- PROVIDED INFORMATION
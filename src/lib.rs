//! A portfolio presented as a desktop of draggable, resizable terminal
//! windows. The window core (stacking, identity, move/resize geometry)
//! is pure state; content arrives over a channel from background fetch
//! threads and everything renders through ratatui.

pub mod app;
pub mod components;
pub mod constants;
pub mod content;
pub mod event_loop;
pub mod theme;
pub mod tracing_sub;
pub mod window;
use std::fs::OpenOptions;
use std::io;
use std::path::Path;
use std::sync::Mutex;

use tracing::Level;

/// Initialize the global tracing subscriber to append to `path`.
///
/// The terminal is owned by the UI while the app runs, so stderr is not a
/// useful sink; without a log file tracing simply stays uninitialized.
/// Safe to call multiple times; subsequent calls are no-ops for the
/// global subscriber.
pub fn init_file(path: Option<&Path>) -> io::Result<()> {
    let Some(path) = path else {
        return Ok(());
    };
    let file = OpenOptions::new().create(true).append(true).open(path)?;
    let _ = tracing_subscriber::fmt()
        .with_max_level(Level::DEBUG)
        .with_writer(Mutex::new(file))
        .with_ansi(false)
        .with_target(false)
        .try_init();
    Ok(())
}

- EXERCISE
Go through the records above and return each line in which the word "terminal" occurs.

- WRITTEN SOLUTION
//! A portfolio presented as a desktop of draggable, resizable terminal
/// The terminal is owned by the UI while the app runs, so stderr is not a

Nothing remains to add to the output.